## EXERCISE AIM
Go through the records below and report each line with "struct" in it.

(Saved entries)
• • • •
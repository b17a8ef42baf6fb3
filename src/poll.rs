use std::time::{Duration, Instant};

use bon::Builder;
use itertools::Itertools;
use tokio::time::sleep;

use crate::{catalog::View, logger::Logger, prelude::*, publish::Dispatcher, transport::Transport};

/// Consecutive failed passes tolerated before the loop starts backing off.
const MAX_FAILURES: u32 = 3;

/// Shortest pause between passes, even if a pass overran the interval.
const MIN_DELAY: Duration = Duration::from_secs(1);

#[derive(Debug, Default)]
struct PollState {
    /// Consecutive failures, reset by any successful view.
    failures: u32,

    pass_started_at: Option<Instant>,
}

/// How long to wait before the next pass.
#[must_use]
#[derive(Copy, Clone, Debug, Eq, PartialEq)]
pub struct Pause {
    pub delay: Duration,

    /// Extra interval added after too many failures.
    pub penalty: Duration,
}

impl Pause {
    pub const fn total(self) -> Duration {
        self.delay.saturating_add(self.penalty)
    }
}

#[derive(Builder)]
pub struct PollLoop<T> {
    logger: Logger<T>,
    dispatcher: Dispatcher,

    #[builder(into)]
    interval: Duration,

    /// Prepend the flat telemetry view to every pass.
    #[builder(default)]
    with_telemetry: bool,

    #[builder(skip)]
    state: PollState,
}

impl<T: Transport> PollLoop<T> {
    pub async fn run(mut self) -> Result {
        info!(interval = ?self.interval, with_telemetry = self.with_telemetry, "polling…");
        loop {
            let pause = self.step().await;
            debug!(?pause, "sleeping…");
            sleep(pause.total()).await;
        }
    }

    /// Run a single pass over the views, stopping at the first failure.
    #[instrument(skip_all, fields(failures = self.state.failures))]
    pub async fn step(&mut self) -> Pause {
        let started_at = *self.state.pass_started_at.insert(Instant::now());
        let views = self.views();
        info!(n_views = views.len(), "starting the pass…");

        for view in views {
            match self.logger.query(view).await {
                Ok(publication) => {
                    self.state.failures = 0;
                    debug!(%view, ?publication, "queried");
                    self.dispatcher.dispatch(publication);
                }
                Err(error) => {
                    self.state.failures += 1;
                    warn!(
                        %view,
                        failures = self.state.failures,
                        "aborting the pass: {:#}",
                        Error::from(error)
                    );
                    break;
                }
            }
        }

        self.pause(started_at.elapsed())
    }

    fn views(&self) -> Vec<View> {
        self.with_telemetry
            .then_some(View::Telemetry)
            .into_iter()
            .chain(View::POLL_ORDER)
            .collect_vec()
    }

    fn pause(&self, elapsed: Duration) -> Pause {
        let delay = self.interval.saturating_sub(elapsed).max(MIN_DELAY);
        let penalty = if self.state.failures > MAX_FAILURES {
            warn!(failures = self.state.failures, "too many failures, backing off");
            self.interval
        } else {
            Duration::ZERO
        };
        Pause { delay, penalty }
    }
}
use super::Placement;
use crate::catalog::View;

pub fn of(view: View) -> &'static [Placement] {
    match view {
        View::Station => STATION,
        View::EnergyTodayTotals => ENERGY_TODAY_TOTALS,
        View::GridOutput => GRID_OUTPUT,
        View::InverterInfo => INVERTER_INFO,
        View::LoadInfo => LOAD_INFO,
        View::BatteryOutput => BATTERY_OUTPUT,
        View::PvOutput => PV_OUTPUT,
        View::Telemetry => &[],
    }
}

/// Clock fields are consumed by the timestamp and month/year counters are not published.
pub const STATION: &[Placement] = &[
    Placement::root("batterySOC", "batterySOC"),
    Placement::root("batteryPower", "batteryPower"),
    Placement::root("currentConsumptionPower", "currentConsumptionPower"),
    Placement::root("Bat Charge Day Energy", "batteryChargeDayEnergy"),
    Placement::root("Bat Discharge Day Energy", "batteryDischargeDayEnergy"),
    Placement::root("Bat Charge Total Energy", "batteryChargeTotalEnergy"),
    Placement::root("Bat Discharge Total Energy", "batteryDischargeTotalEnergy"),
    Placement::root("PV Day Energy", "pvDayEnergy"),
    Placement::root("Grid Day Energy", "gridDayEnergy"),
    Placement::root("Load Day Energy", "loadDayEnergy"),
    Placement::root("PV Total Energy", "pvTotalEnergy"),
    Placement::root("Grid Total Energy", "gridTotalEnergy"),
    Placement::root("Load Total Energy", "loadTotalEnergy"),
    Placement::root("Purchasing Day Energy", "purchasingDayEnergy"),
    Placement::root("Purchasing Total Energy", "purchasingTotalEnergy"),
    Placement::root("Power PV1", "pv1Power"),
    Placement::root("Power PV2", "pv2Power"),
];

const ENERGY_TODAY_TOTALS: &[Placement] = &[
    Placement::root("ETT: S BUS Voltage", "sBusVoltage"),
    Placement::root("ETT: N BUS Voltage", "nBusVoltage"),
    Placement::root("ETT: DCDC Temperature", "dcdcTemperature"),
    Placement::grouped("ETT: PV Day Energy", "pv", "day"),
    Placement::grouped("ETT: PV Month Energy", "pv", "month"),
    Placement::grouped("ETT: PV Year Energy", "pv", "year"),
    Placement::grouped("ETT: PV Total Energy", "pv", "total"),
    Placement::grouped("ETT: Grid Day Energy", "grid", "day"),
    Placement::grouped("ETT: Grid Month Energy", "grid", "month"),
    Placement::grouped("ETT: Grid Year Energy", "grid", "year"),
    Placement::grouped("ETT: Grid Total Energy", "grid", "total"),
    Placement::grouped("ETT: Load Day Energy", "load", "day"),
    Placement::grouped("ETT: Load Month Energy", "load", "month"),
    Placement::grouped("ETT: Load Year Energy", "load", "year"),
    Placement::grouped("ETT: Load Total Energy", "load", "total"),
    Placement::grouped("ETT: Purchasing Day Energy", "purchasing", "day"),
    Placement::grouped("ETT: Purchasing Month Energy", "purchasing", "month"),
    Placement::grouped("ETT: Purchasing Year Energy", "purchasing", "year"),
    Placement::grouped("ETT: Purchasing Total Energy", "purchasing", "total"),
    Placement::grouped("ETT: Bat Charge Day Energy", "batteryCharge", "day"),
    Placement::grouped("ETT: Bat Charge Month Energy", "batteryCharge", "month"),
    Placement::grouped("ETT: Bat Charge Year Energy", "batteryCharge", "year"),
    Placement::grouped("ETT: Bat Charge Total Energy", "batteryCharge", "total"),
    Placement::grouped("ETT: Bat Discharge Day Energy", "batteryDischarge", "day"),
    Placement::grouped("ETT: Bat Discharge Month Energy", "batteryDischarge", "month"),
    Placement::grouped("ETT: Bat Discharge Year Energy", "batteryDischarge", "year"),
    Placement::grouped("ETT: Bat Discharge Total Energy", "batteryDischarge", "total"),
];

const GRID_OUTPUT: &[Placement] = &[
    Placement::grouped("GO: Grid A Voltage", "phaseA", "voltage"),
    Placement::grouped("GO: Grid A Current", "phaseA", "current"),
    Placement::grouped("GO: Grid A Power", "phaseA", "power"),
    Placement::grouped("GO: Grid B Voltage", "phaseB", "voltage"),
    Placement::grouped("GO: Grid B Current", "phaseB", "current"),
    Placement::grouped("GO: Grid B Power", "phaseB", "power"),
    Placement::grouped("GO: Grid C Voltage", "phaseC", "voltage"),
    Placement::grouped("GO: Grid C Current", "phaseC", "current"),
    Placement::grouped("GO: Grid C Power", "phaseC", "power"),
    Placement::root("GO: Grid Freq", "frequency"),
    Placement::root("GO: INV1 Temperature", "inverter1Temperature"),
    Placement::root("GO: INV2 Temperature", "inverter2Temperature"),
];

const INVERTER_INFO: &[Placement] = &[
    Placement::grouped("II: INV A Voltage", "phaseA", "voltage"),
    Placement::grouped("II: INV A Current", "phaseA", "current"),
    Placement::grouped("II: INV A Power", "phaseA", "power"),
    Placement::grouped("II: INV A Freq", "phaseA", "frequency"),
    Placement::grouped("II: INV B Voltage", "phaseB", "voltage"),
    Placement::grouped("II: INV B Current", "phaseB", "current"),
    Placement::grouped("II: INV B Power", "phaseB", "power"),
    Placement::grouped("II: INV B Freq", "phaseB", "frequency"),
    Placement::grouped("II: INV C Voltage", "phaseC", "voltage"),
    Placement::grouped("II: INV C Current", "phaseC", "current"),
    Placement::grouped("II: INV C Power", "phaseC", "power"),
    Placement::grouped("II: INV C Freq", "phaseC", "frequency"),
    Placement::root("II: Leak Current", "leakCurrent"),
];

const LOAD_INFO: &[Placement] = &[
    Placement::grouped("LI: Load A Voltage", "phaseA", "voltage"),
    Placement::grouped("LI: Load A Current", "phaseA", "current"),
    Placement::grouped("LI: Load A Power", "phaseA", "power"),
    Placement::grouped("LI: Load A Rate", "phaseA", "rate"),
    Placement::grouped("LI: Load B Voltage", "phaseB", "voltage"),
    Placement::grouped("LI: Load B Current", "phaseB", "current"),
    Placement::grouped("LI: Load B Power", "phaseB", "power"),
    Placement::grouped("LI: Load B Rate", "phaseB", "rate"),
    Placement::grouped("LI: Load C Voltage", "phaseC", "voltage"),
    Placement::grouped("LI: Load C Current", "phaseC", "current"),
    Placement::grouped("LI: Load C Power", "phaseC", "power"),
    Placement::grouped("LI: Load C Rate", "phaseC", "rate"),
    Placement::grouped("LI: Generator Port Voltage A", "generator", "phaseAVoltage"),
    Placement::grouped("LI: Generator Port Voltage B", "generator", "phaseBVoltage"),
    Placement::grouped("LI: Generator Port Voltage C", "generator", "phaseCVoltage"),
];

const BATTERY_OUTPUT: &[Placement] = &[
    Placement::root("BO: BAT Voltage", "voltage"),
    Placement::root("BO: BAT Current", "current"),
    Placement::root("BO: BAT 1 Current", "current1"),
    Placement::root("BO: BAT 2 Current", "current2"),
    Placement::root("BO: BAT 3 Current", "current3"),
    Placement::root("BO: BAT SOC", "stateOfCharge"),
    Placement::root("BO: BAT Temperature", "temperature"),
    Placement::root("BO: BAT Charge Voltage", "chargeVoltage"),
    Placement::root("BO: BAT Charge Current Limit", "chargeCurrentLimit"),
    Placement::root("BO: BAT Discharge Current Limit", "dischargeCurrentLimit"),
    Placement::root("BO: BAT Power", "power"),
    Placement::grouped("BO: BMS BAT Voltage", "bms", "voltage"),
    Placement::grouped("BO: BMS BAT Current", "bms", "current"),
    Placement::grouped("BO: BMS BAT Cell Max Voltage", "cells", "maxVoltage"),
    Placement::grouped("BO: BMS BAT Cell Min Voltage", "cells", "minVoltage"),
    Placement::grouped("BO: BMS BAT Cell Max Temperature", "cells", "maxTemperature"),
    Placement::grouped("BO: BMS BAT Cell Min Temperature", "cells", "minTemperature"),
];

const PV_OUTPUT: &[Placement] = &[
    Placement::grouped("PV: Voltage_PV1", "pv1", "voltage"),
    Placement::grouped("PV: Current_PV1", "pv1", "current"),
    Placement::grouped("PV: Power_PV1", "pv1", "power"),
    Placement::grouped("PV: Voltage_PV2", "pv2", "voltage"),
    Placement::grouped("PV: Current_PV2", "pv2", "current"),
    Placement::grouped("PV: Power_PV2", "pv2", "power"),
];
• • • •
## SOLUTION FOR THIS PROBLEM
struct PollState {
pub struct Pause {
pub struct PollLoop<T> {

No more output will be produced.